The task |
Pick out all lines with the word "SlidingWindow" from the records that follow.

(Records excerpted from a collection)
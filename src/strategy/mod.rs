//! Rate limiting strategies and their per-key state management.

mod fixed_window;
mod sliding_window;
mod token_bucket;

pub use fixed_window::FixedWindow;
pub use sliding_window::SlidingWindow;
pub use token_bucket::TokenBucket;

use serde::{Deserialize, Serialize};

/// Which rate limiting strategy governs a route.
///
/// `None` means no limiting is applied; it is both the default for
/// unconfigured routes and a valid explicit configuration. The enum is
/// closed and matched exhaustively by the dispatcher, so adding a strategy
/// is a compile-time-checked change.
#[derive(Debug, Clone, Copy, Default, PartialEq, Eq, Hash, Serialize, Deserialize)]
#[serde(rename_all = "snake_case")]
pub enum StrategyKind {
    /// No rate limiting
    #[default]
    None,
    /// Token bucket with continuous refill
    TokenBucket,
    /// Fixed window counters
    FixedWindow,
    /// Weighted two-window sliding estimate
    SlidingWindow,
}

/// Start of the window containing `now`, aligned to `window_size` seconds.
pub(crate) fn window_start(now: i64, window_size: i64) -> i64 {
    now.div_euclid(window_size) * window_size
}

/// Current wall-clock time as fractional seconds since the Unix epoch.
pub(crate) fn now_secs() -> f64 {
    chrono::Utc::now().timestamp_micros() as f64 / 1_000_000.0
}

Exercise result |
pub use sliding_window::SlidingWindow;
    SlidingWindow,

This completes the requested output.